Shaveta Vinayak, Erich J. Schwartz, Kristin Jensen, Jafi Lipson, Elizabeth Alli, Lisa McPherson, Adrian M. Fernandez, Vandana B. Sharma, Ashley Staton, Meredith A. Mills, Elizabeth A. Schackmann, Melinda L. Telli, Ani Kardashian, James M. Ford, Allison W. Kurian

Abstract

Pre-clinical and epidemiologic studies provide rationale for evaluating lipophilic statins for breast cancer prevention. We conducted a single-arm, biomarker modulation trial of lovastatin among women with increased risk of breast cancer. Eligibility criteria included a deleterious germline mutation in BRCA1, BRCA2, CDH1, or TP53; lifetime breast cancer risk of ≥20 % as estimated by the Claus model; or personal history of estrogen receptor and progesterone receptor-negative breast cancer. Participants received 40 mg of lovastatin orally twice daily for 6 months. We evaluated the following biomarkers before and after lovastatin use: breast duct cytology (primary endpoint), serum lipids, C-reactive protein, insulin-like growth factor-1, IGF binding protein-3, lipid peroxidation, oxidative DNA damage, 3-hydroxy-3-methylglutaryl CoA reductase genotype, and mammographic density. Thirty women were enrolled, and 26 (86.7 %) completed the study. For the primary endpoint of changes in breast duct cytology sampled by random periareolar fine needle aspiration, most participants [57.7 %, 95 % confidence interval (CI) 38.9-74.5 %] showed no change after lovastatin; 19.2 % (CI 8.1-38.3 %) had a favorable change in cytology, 7.7 % (95 % CI 1.0-25.3 %) had an unfavorable change, and 15.4 % (95 % CI 5.5-34.2 %) had equivocal results due to acellular specimens, usually after lovastatin. No significant changes were observed in secondary biomarker endpoints.
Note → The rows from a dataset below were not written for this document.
//! Persistent storage for all relational data
//!
//! A single SQLite file holds users, chat, learning, engagement, activity,
//! and LLM-log tables. The vector collection shares the same file (see
//! [`crate::vector`]).

mod database;

pub use database::{Database, LeaderboardEntry};
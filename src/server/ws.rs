//! WebSocket chat endpoint
//!
//! Clients connect to `/ws/chat?token=<access token>` and exchange JSON
//! frames. Inbound actions are `join`, `leave`, and `message`; outbound
//! frames are `status` (join/leave notices), `receive_message`, and `error`.
//! Fanout per room goes through a broadcast channel held in app state, so
//! every connected member of a room sees every message.

use axum::extract::ws::{Message, WebSocket, WebSocketUpgrade};
use axum::extract::{Query, State};
use axum::response::IntoResponse;
use futures_util::{SinkExt, StreamExt};
use serde::Deserialize;
use serde_json::json;
use std::collections::HashMap;
use tokio::sync::{broadcast, mpsc};

use crate::auth::TokenKind;
use crate::error::Error;
use crate::server::state::AppState;
use crate::types::chat::NewMessage;

#[derive(Deserialize)]
pub struct WsParams {
    token: String,
}

/// Inbound frame from a client
#[derive(Deserialize)]
struct ClientFrame {
    action: String,
    room: Option<i64>,
    content: Option<String>,
}

/// GET /ws/chat
pub async fn ws_chat(
    ws: WebSocketUpgrade,
    Query(params): Query<WsParams>,
    State(state): State<AppState>,
) -> Result<impl IntoResponse, Error> {
    let claims = state.auth().verify(&params.token, TokenKind::Access)?;
    let user_id = claims.user_id()?;
    let username = state
        .db()
        .get_user(user_id)?
        .map(|u| u.username)
        .ok_or_else(|| Error::Unauthorized("Unknown user".to_string()))?;

    Ok(ws.on_upgrade(move |socket| handle_socket(socket, state, user_id, username)))
}

async fn handle_socket(socket: WebSocket, state: AppState, user_id: i64, username: String) {
    let (mut sink, mut stream) = socket.split();

    // All outbound frames funnel through one mpsc so room-forwarder tasks
    // and direct replies share the sink
    let (tx, mut rx) = mpsc::channel::<String>(64);
    let writer = tokio::spawn(async move {
        while let Some(frame) = rx.recv().await {
            if sink.send(Message::Text(frame)).await.is_err() {
                break;
            }
        }
    });

    // room id -> forwarder task piping that room's broadcasts to this client
    let mut joined: HashMap<i64, tokio::task::JoinHandle<()>> = HashMap::new();

    while let Some(Ok(message)) = stream.next().await {
        let text = match message {
            Message::Text(text) => text,
            Message::Close(_) => break,
            _ => continue,
        };

        let frame: ClientFrame = match serde_json::from_str(&text) {
            Ok(frame) => frame,
            Err(_) => {
                send_error(&tx, "Malformed frame").await;
                continue;
            }
        };

        match frame.action.as_str() {
            "join" => {
                let Some(room_id) = frame.room else {
                    send_error(&tx, "Missing room").await;
                    continue;
                };
                if joined.contains_key(&room_id) {
                    continue;
                }
                let channel = state.room_channel(room_id);
                joined.insert(
                    room_id,
                    tokio::spawn(forward_room_frames(channel.subscribe(), tx.clone())),
                );
                broadcast(
                    &state,
                    room_id,
                    json!({
                        "event": "status",
                        "room": room_id,
                        "msg": format!("{} has joined room {}.", username, room_id),
                    }),
                );
            }
            "leave" => {
                let Some(room_id) = frame.room else {
                    send_error(&tx, "Missing room").await;
                    continue;
                };
                if let Some(task) = joined.remove(&room_id) {
                    task.abort();
                    let _ = task.await;
                    broadcast(
                        &state,
                        room_id,
                        json!({
                            "event": "status",
                            "room": room_id,
                            "msg": format!("{} has left room {}.", username, room_id),
                        }),
                    );
                    state.prune_room_channel(room_id);
                }
            }
            "message" => {
                let (Some(room_id), Some(content)) = (frame.room, frame.content) else {
                    send_error(&tx, "Missing data for message!").await;
                    continue;
                };
                if content.is_empty() {
                    send_error(&tx, "Missing data for message!").await;
                    continue;
                }
                let new_message =
                    NewMessage::text(room_id, user_id, content, "user".to_string());
                match state.db().insert_message(&new_message) {
                    Ok(saved) => broadcast(
                        &state,
                        room_id,
                        json!({
                            "event": "receive_message",
                            "room": room_id,
                            "sender_id": saved.sender_id,
                            "content": saved.content,
                            "timestamp": saved.timestamp.to_rfc3339(),
                        }),
                    ),
                    Err(e) => {
                        tracing::error!(error = %e, "Failed to persist chat message");
                        send_error(&tx, "Failed to save message").await;
                    }
                }
            }
            other => {
                send_error(&tx, &format!("Unknown action: {}", other)).await;
            }
        }
    }

    for (room_id, task) in joined {
        task.abort();
        let _ = task.await;
        state.prune_room_channel(room_id);
    }
    writer.abort();
    tracing::debug!(user_id, "WebSocket connection closed");
}

/// Pipe one room's broadcast frames to a client's outbound channel.
/// A lagged client skips the frames it missed and keeps receiving;
/// only a closed channel or a gone client ends the task.
async fn forward_room_frames(mut receiver: broadcast::Receiver<String>, tx: mpsc::Sender<String>) {
    loop {
        match receiver.recv().await {
            Ok(frame) => {
                if tx.send(frame).await.is_err() {
                    break;
                }
            }
            Err(broadcast::error::RecvError::Lagged(skipped)) => {
                tracing::debug!(skipped, "Client fell behind room broadcast");
            }
            Err(broadcast::error::RecvError::Closed) => break,
        }
    }
}

#[cfg(test)]
mod tests {
    use super::*;

    #[tokio::test]
    async fn test_forwarder_survives_lag() {
        let (room_tx, room_rx) = broadcast::channel(2);
        // Overflow the channel before the forwarder gets to run
        for i in 0..5 {
            room_tx.send(format!("frame {}", i)).unwrap();
        }

        let (tx, mut rx) = mpsc::channel(16);
        let task = tokio::spawn(forward_room_frames(room_rx, tx));

        // The retained frames still arrive after the lag
        assert_eq!(rx.recv().await.unwrap(), "frame 3");
        assert_eq!(rx.recv().await.unwrap(), "frame 4");

        // And the forwarder keeps delivering new ones
        room_tx.send("after".to_string()).unwrap();
        assert_eq!(rx.recv().await.unwrap(), "after");

        drop(room_tx);
        task.await.unwrap();
        assert!(rx.recv().await.is_none());
    }

    #[tokio::test]
    async fn test_forwarder_stops_when_client_gone() {
        let (room_tx, room_rx) = broadcast::channel(8);
        let (tx, rx) = mpsc::channel(1);
        let task = tokio::spawn(forward_room_frames(room_rx, tx));

        drop(rx);
        room_tx.send("unheard".to_string()).unwrap();
        task.await.unwrap();
    }
}

fn broadcast(state: &AppState, room_id: i64, frame: serde_json::Value) {
    // Send fails only when the room has no listeners, which is fine
    let _ = state.room_channel(room_id).send(frame.to_string());
}

async fn send_error(tx: &mpsc::Sender<String>, message: &str) {
    let frame = json!({"event": "error", "message": message}).to_string();
    let _ = tx.send(frame).await;
}
//! Agent routing and flashcard generation
//!
//! A lightweight keyword classifier routes each chat query to one of three
//! agents (learning, flashcard, study), each of which is just a system prompt
//! over the shared chat model. Flashcard output is requested as JSON and
//! repaired before parsing, with deterministic fallback cards when the model
//! produces nothing usable.

use serde::Serialize;

use crate::error::Result;
use crate::llm::LlmService;

const LEARNING_PROMPT: &str = "You are an educational AI assistant. Help students with learning concepts, \
     study strategies, and academic questions. Provide clear, encouraging responses.";

const FLASHCARD_PROMPT: &str = "You are a flashcard generator. Create educational flashcards in JSON format. \
     Always respond with a JSON array of objects with 'question' and 'answer' keys.";

const STUDY_PROMPT: &str = "You are a study coach. Help students with study techniques, time management, \
     and learning strategies. Provide practical, actionable advice.";

const FALLBACK_RESPONSE: &str =
    "I'm here to help with your learning. Could you please rephrase your question?";

const MAX_CARD_FIELD_LEN: usize = 500;

/// Chat query intent, decided by keyword scoring
#[derive(Debug, Clone, Copy, PartialEq, Eq, Serialize)]
#[serde(rename_all = "lowercase")]
pub enum Intent {
    Flashcard,
    Study,
    Learning,
}

impl Intent {
    pub fn as_str(&self) -> &'static str {
        match self {
            Intent::Flashcard => "flashcard",
            Intent::Study => "study",
            Intent::Learning => "learning",
        }
    }

    fn system_prompt(&self) -> &'static str {
        match self {
            Intent::Flashcard => FLASHCARD_PROMPT,
            Intent::Study => STUDY_PROMPT,
            Intent::Learning => LEARNING_PROMPT,
        }
    }

    fn keywords(&self) -> &'static [&'static str] {
        match self {
            Intent::Flashcard => &["flashcard", "card", "quiz", "test", "review", "memorize"],
            Intent::Study => &[
                "study", "learn", "practice", "technique", "method", "strategy", "time",
            ],
            Intent::Learning => &[
                "explain", "what", "how", "why", "concept", "understand", "help",
            ],
        }
    }
}

/// Classify a query by counting keyword hits per intent.
/// Ties break toward flashcard, then study; no hits means learning.
pub fn classify_intent(query: &str) -> Intent {
    let query_lower = query.to_lowercase();
    let mut best = Intent::Learning;
    let mut best_score = 0usize;
    for intent in [Intent::Flashcard, Intent::Study, Intent::Learning] {
        let score = intent
            .keywords()
            .iter()
            .filter(|kw| query_lower.contains(**kw))
            .count();
        if score > best_score {
            best = intent;
            best_score = score;
        }
    }
    best
}

/// A simple Q/A pair produced by the flashcard agent
#[derive(Debug, Clone, PartialEq, Serialize)]
pub struct GeneratedCard {
    pub question: String,
    pub answer: String,
}

/// Routes queries to the right agent and runs it
#[derive(Clone)]
pub struct Supervisor {
    llm: LlmService,
}

impl Supervisor {
    pub fn new(llm: LlmService) -> Self {
        Self { llm }
    }

    /// Agent names and their descriptions
    pub fn available_agents() -> Vec<(&'static str, &'static str)> {
        vec![
            ("learning", "General learning assistance"),
            ("flashcard", "Flashcard generation"),
            ("study", "Study coaching and techniques"),
        ]
    }

    /// Route a chat query to the matching agent and return its reply.
    /// Never fails toward the caller: errors become the fallback response.
    pub async fn respond(&self, user_id: Option<i64>, query: &str, context: &str) -> String {
        let intent = classify_intent(query);
        tracing::info!(intent = intent.as_str(), "Routing chat query");

        if intent == Intent::Flashcard {
            let topic = strip_flashcard_words(query);
            let cards = self.generate_flashcards(user_id, &topic, 5).await;
            return format!("Generated {} flashcards about {}", cards.len(), topic);
        }

        let prompt = if context.is_empty() {
            query.to_string()
        } else {
            format!("Context: {}\n\nQuestion: {}", context, query)
        };

        match self
            .llm
            .complete(user_id, intent.system_prompt(), &prompt)
            .await
        {
            Ok(response) => response,
            Err(e) => {
                tracing::error!(error = %e, "Agent completion failed");
                FALLBACK_RESPONSE.to_string()
            }
        }
    }

    /// Ask the model for `num_cards` flashcards about a topic.
    /// Falls back to stock cards if the model output cannot be parsed.
    pub async fn generate_flashcards(
        &self,
        user_id: Option<i64>,
        topic: &str,
        num_cards: usize,
    ) -> Vec<GeneratedCard> {
        let prompt = format!(
            "Generate exactly {} flashcards about: {}. Return only valid JSON array format: \
             [{{\"question\": \"...\", \"answer\": \"...\"}}]",
            num_cards, topic
        );

        let response = match self.llm.complete(user_id, FLASHCARD_PROMPT, &prompt).await {
            Ok(r) => r,
            Err(e) => {
                tracing::error!(error = %e, "Flashcard generation failed");
                return fallback_cards(topic, num_cards);
            }
        };

        match extract_cards(&response, num_cards) {
            Ok(cards) if !cards.is_empty() => cards,
            _ => fallback_cards(topic, num_cards),
        }
    }
}

/// Strip routing keywords to recover the topic from a flashcard request
fn strip_flashcard_words(query: &str) -> String {
    query
        .replace("flashcard", "")
        .replace("card", "")
        .trim()
        .to_string()
}

/// Extract a card list from model output: locate the JSON array, repair
/// common model mistakes (trailing commas, embedded newlines), then parse
/// and validate each element.
pub fn extract_cards(response: &str, num_cards: usize) -> Result<Vec<GeneratedCard>> {
    let start = response.find('[');
    let end = response.rfind(']');
    let (start, end) = match (start, end) {
        (Some(s), Some(e)) if e > s => (s, e),
        _ => return Ok(Vec::new()),
    };

    let mut json_str: String = response[start..=end]
        .chars()
        .map(|c| if c == '\n' || c == '\r' { ' ' } else { c })
        .collect();

    let parsed: serde_json::Value = match serde_json::from_str(&json_str) {
        Ok(v) => v,
        Err(_) => {
            json_str = json_str.replace(",}", "}").replace(",]", "]");
            serde_json::from_str(&json_str)
                .map_err(|e| crate::error::Error::Llm(format!("unparseable card JSON: {}", e)))?
        }
    };

    let mut cards = Vec::new();
    if let Some(items) = parsed.as_array() {
        for item in items {
            let question = item.get("question").and_then(|v| v.as_str());
            let answer = item.get("answer").and_then(|v| v.as_str());
            if let (Some(question), Some(answer)) = (question, answer) {
                cards.push(GeneratedCard {
                    question: truncate(question.trim(), MAX_CARD_FIELD_LEN),
                    answer: truncate(answer.trim(), MAX_CARD_FIELD_LEN),
                });
            }
            if cards.len() == num_cards {
                break;
            }
        }
    }
    Ok(cards)
}

/// Stock cards returned when generation fails outright
pub fn fallback_cards(topic: &str, num_cards: usize) -> Vec<GeneratedCard> {
    let mut cards = vec![
        GeneratedCard {
            question: format!("What is {}?", topic),
            answer: format!(
                "A concept related to {}. Please regenerate for better content.",
                topic
            ),
        },
        GeneratedCard {
            question: format!("Why is {} important?", topic),
            answer: format!(
                "{} is important for learning. Please regenerate for detailed content.",
                topic
            ),
        },
    ];
    cards.truncate(num_cards);
    cards
}

fn truncate(s: &str, max: usize) -> String {
    if s.chars().count() <= max {
        s.to_string()
    } else {
        s.chars().take(max).collect()
    }
}

#[cfg(test)]
mod tests {
    use super::*;

    #[test]
    fn test_classify_flashcard() {
        assert_eq!(classify_intent("make me flashcards about rust"), Intent::Flashcard);
        assert_eq!(classify_intent("quiz me on spanish"), Intent::Flashcard);
    }

    #[test]
    fn test_classify_study() {
        assert_eq!(
            classify_intent("give me a study technique for time management"),
            Intent::Study
        );
    }

    #[test]
    fn test_classify_learning_default() {
        assert_eq!(classify_intent(""), Intent::Learning);
        assert_eq!(classify_intent("bonjour"), Intent::Learning);
        assert_eq!(classify_intent("explain this concept"), Intent::Learning);
    }

    #[test]
    fn test_extract_cards_clean_json() {
        let response = r#"Here you go: [{"question": "Q1", "answer": "A1"}, {"question": "Q2", "answer": "A2"}]"#;
        let cards = extract_cards(response, 5).unwrap();
        assert_eq!(cards.len(), 2);
        assert_eq!(cards[0].question, "Q1");
        assert_eq!(cards[1].answer, "A2");
    }

    #[test]
    fn test_extract_cards_repairs_trailing_comma() {
        let response = r#"[{"question": "Q", "answer": "A",},]"#;
        let cards = extract_cards(response, 5).unwrap();
        assert_eq!(cards.len(), 1);
    }

    #[test]
    fn test_extract_cards_skips_malformed_entries() {
        let response = r#"[{"question": "Q", "answer": "A"}, {"question": "only q"}, 42]"#;
        let cards = extract_cards(response, 5).unwrap();
        assert_eq!(cards.len(), 1);
    }

    #[test]
    fn test_extract_cards_respects_limit() {
        let response = r#"[{"question": "1", "answer": "a"}, {"question": "2", "answer": "b"}, {"question": "3", "answer": "c"}]"#;
        let cards = extract_cards(response, 2).unwrap();
        assert_eq!(cards.len(), 2);
    }

    #[test]
    fn test_extract_cards_no_array() {
        let cards = extract_cards("sorry, I can't do that", 5).unwrap();
        assert!(cards.is_empty());
    }

    #[test]
    fn test_fallback_cards() {
        let cards = fallback_cards("rust", 5);
        assert_eq!(cards.len(), 2);
        assert_eq!(cards[0].question, "What is rust?");

        let cards = fallback_cards("rust", 1);
        assert_eq!(cards.len(), 1);
    }

    #[test]
    fn test_strip_flashcard_words() {
        assert_eq!(strip_flashcard_words("flashcard rust ownership"), "rust ownership");
    }
}
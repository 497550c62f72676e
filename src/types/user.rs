//! User account types

use chrono::{DateTime, Utc};
use serde::{Deserialize, Serialize};

use crate::error::{Error, Result};

/// Roles a user account can hold
pub const USER_ROLES: &[&str] = &["user", "admin", "assistant"];

/// A user account row
#[derive(Debug, Clone)]
pub struct User {
    pub id: i64,
    pub username: String,
    pub email: String,
    pub password_hash: String,
    pub role: String,
    pub created_at: DateTime<Utc>,
}

impl User {
    /// Public view of the account (no password material)
    pub fn view(&self) -> UserView {
        UserView {
            id: self.id,
            username: self.username.clone(),
            email: self.email.clone(),
            role: self.role.clone(),
            created_at: self.created_at,
        }
    }

    /// Whether this account has admin privileges
    pub fn is_admin(&self) -> bool {
        self.role == "admin"
    }
}

/// Serializable user representation returned by the API
#[derive(Debug, Clone, Serialize, Deserialize)]
pub struct UserView {
    pub id: i64,
    pub username: String,
    pub email: String,
    pub role: String,
    pub created_at: DateTime<Utc>,
}

/// POST /api/auth/register
#[derive(Debug, Clone, Deserialize)]
pub struct RegisterRequest {
    pub username: String,
    pub email: String,
    pub password: String,
    #[serde(default)]
    pub role: Option<String>,
}

impl RegisterRequest {
    /// Field-level validation before hashing and insert
    pub fn validate(&self) -> Result<()> {
        validate_username(&self.username)?;
        validate_email(&self.email)?;
        if self.password.is_empty() {
            return Err(Error::Validation("Password is required".to_string()));
        }
        if let Some(role) = &self.role {
            if !USER_ROLES.contains(&role.as_str()) {
                return Err(Error::Validation(format!("Invalid role: {}", role)));
            }
        }
        Ok(())
    }
}

/// POST /api/auth/login
#[derive(Debug, Clone, Deserialize)]
pub struct LoginRequest {
    pub username: String,
    pub password: String,
}

/// PUT /api/auth/profile
#[derive(Debug, Clone, Deserialize)]
pub struct UpdateProfileRequest {
    #[serde(default)]
    pub username: Option<String>,
    #[serde(default)]
    pub email: Option<String>,
}

/// POST /api/auth/change-password
#[derive(Debug, Clone, Deserialize)]
pub struct ChangePasswordRequest {
    pub old_password: String,
    pub new_password: String,
}

/// Tokens returned by a successful login
#[derive(Debug, Clone, Serialize)]
pub struct LoginResponse {
    pub access_token: String,
    pub refresh_token: String,
    pub user: UserView,
}

/// Usernames must be at least 3 characters long
pub fn validate_username(username: &str) -> Result<()> {
    if username.chars().count() < 3 {
        return Err(Error::Validation(
            "Username must be at least 3 characters long.".to_string(),
        ));
    }
    Ok(())
}

/// Minimal email shape check: requires an `@` and a dot
pub fn validate_email(email: &str) -> Result<()> {
    if !email.contains('@') || !email.contains('.') {
        return Err(Error::Validation("Invalid email address.".to_string()));
    }
    Ok(())
}

#[cfg(test)]
mod tests {
    use super::*;

    #[test]
    fn test_username_validation() {
        assert!(validate_username("al").is_err());
        assert!(validate_username("ali").is_ok());
    }

    #[test]
    fn test_email_validation() {
        assert!(validate_email("not-an-email").is_err());
        assert!(validate_email("missing@dot").is_err());
        assert!(validate_email("alice@test.com").is_ok());
    }

    #[test]
    fn test_register_validation() {
        let req = RegisterRequest {
            username: "alice".to_string(),
            email: "alice@test.com".to_string(),
            password: "secret".to_string(),
            role: None,
        };
        assert!(req.validate().is_ok());

        let bad_role = RegisterRequest {
            role: Some("superuser".to_string()),
            ..req
        };
        assert!(bad_role.validate().is_err());
    }
}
The study was generally well-tolerated: 4 (13.3 %) participants did not complete the study, and one (3.8 %) required a dose reduction. This trial was technically feasible, but demonstrated no significant biomarker modulation; contributing factors may include insufficient sample size, drug dose and/or duration. The results are inconclusive and do not exclude a favorable effect on breast cancer risk.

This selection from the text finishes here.